One simple method I've used in the past is basically just creating a second table whose structure mirrors the one I want to audit, and then create an update/delete trigger on the main table. Before a record is updated/deleted, the current state is saved to the audit table via the trigger.

While effective, the data in the audit table is not the most useful or simple to report off of. I'm wondering if anyone has a better method for auditing data changes?

There shouldn't be too many updates of these records, but it is highly sensitive information, so it is important to the customer that all changes are audited and easily reported on.


Solution 1:

How much writing vs. reading of this table(s) do you expect?

I've used a single audit table, with columns for Table, Column, OldValue, NewValue, User, and ChangeDateTime - generic enough to work with any other changes in the DB, and while a LOT of data got written to that table, reports on that data were sparse enough that they could be run at low-use periods of the day.

Added: If the amount of data vs. reporting is a concern, the audit table could be replicated to a read-only database server, allowing you to run reports whenever necessary without bogging down the master server from doing their work.

Solution 2:

We are using two table design for this.

One table is holding data about transaction (database, table name, schema, column, application that triggered transaction, host name for login that started transaction, date, number of affected rows and couple more).
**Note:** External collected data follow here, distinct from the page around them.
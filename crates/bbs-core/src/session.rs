//! Session-scoped key-value storage.
//!
//! Holds the single piece of persisted state: whether this session already
//! passed the credential gate. The store is injected so the initial-phase
//! decision can be tested without touching the filesystem.

use std::{
    collections::BTreeMap,
    fs,
    path::{Path, PathBuf},
};

use crate::{SessionError, persist::replace_file};

/// Key of the unlocked flag.
pub const UNLOCK_KEY: &str = "bbs-auth";

/// Value stored under [`UNLOCK_KEY`] once unlocked.
pub const UNLOCK_VALUE: &str = "true";

/// Session-scoped key-value store.
pub trait SessionStore: Send {
    /// Value stored under `key`. `None` if absent.
    fn get(&self, key: &str) -> Result<Option<String>, SessionError>;

    /// Store `value` under `key`, replacing any previous value.
    fn set(&mut self, key: &str, value: &str) -> Result<(), SessionError>;

    /// Remove every entry.
    fn clear(&mut self) -> Result<(), SessionError>;
}

impl<S: SessionStore + ?Sized> SessionStore for Box<S> {
    fn get(&self, key: &str) -> Result<Option<String>, SessionError> {
        (**self).get(key)
    }

    fn set(&mut self, key: &str, value: &str) -> Result<(), SessionError> {
        (**self).set(key, value)
    }

    fn clear(&mut self) -> Result<(), SessionError> {
        (**self).clear()
    }
}

/// Whether the session already passed the gate.
///
/// Unreadable storage counts as locked.
pub fn is_unlocked<S: SessionStore + ?Sized>(store: &S) -> bool {
    match store.get(UNLOCK_KEY) {
        Ok(value) => value.as_deref() == Some(UNLOCK_VALUE),
        Err(e) => {
            tracing::warn!(error = %e, "session flag unreadable, starting locked");
            false
        },
    }
}

/// Record that the session passed the gate.
pub fn mark_unlocked<S: SessionStore + ?Sized>(store: &mut S) -> Result<(), SessionError> {
    store.set(UNLOCK_KEY, UNLOCK_VALUE)
}

/// In-memory store. Lives as long as the process.
#[derive(Debug, Clone, Default)]
pub struct MemorySessionStore {
    entries: BTreeMap<String, String>,
}

impl MemorySessionStore {
    /// Create an empty store.
    pub fn new() -> Self {
        Self::default()
    }

    /// Create a store that is already unlocked.
    pub fn unlocked() -> Self {
        let mut entries = BTreeMap::new();
        entries.insert(UNLOCK_KEY.to_owned(), UNLOCK_VALUE.to_owned());
        Self { entries }
    }
}

impl SessionStore for MemorySessionStore {
    fn get(&self, key: &str) -> Result<Option<String>, SessionError> {
        Ok(self.entries.get(key).cloned())
    }

    fn set(&mut self, key: &str, value: &str) -> Result<(), SessionError> {
        self.entries.insert(key.to_owned(), value.to_owned());
        Ok(())
    }

    fn clear(&mut self) -> Result<(), SessionError> {
        self.entries.clear();
        Ok(())
    }
}

/// Store backed by a JSON object on disk.
///
/// Scope is decided by the caller through the path: a path derived from the
/// terminal session makes the flag die with that session.
#[derive(Debug, Clone)]
pub struct FileSessionStore {
    path: PathBuf,
    entries: BTreeMap<String, String>,
}

impl FileSessionStore {
    /// Open the store at `path`. A missing file is an empty store.
    pub fn open(path: impl AsRef<Path>) -> Result<Self, SessionError> {
        let path = path.as_ref().to_path_buf();
        let entries = if path.exists() {
            let raw = fs::read_to_string(&path)?;
            serde_json::from_str(&raw)?
        } else {
            BTreeMap::new()
        };

        tracing::debug!(path = %path.display(), entries = entries.len(), "session store opened");
        Ok(Self { path, entries })
    }

    /// Backing file path.
    pub fn path(&self) -> &Path {
        &self.path
    }

    fn persist(&self) -> Result<(), SessionError> {
        replace_file(&self.path, |file| {
            serde_json::to_writer_pretty(file, &self.entries).map_err(SessionError::from)
        })
    }
}

impl SessionStore for FileSessionStore {
    fn get(&self, key: &str) -> Result<Option<String>, SessionError> {
        Ok(self.entries.get(key).cloned())
    }

    fn set(&mut self, key: &str, value: &str) -> Result<(), SessionError> {
        self.entries.insert(key.to_owned(), value.to_owned());
        self.persist()
    }

    fn clear(&mut self) -> Result<(), SessionError> {
        self.entries.clear();
        if self.path.exists() {
            fs::remove_file(&self.path)?;
        }
        Ok(())
    }
}

#[cfg(test)]
mod tests {
    use super::*;

    #[test]
    fn fresh_store_is_locked() {
        assert!(!is_unlocked(&MemorySessionStore::new()));
    }

    #[test]
    fn mark_unlocked_round_trips() {
        let mut store = MemorySessionStore::new();
        mark_unlocked(&mut store).unwrap();

        assert!(is_unlocked(&store));
        assert_eq!(store.get(UNLOCK_KEY).unwrap().as_deref(), Some("true"));
    }

    #[test]
    fn other_values_do_not_unlock() {
        let mut store = MemorySessionStore::new();
        store.set(UNLOCK_KEY, "TRUE").unwrap();
        assert!(!is_unlocked(&store));
    }

    #[test]
    fn file_store_survives_reopen() {
        let dir = tempfile::tempdir().unwrap();
        let path = dir.path().join("nested").join("session.json");

        let mut store = FileSessionStore::open(&path).unwrap();
        assert!(!is_unlocked(&store));
        mark_unlocked(&mut store).unwrap();

        let reopened = FileSessionStore::open(&path).unwrap();
        assert!(is_unlocked(&reopened));
    }

    #[test]
    fn file_store_clear_removes_file() {
        let dir = tempfile::tempdir().unwrap();
        let path = dir.path().join("session.json");

        let mut store = FileSessionStore::open(&path).unwrap();
        mark_unlocked(&mut store).unwrap();
        store.clear().unwrap();

        assert!(!path.exists());
        assert!(!is_unlocked(&FileSessionStore::open(&path).unwrap()));
    }

    #[test]
    fn file_store_rewrites_leave_one_file() {
        let dir = tempfile::tempdir().unwrap();
        let path = dir.path().join("session.json");

        let mut store = FileSessionStore::open(&path).unwrap();
        store.set("a", "1").unwrap();
        mark_unlocked(&mut store).unwrap();

        assert_eq!(fs::read_dir(dir.path()).unwrap().count(), 1);
        assert!(is_unlocked(&FileSessionStore::open(&path).unwrap()));
    }

    #[test]
    fn corrupt_file_is_an_error() {
        let dir = tempfile::tempdir().unwrap();
        let path = dir.path().join("session.json");
        fs::write(&path, "not json").unwrap();

        assert!(matches!(FileSessionStore::open(&path), Err(SessionError::Format(_))));
    }
}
Second table is only used to store data changes so that we can undo changes if needed and report on old/new values.

Another option is to use a third party tool for this such as ApexSQL Audit or Change Data Capture feature in SQL Server.

Solution 3:

I have found these two links useful:

Using CLR and single audit table.
Creating a generic audit trigger with SQL 2005 CLR

Using triggers and separate audit table for each table being audited.
How do I audit changes to SQL Server data?

Solution 4:

Are there any built-in audit packages? Oracle has a nice package, which will even send audit changes off to a separate server outside the access of any bad guy who is modifying the SQL.

Their example is awesome... it shows how to alert on anybody modifying the audit tables.

Solution 5:

OmniAudit might be a good solution for you need. I've never used it before because I'm quite happy writing my own audit routines, but it sounds good.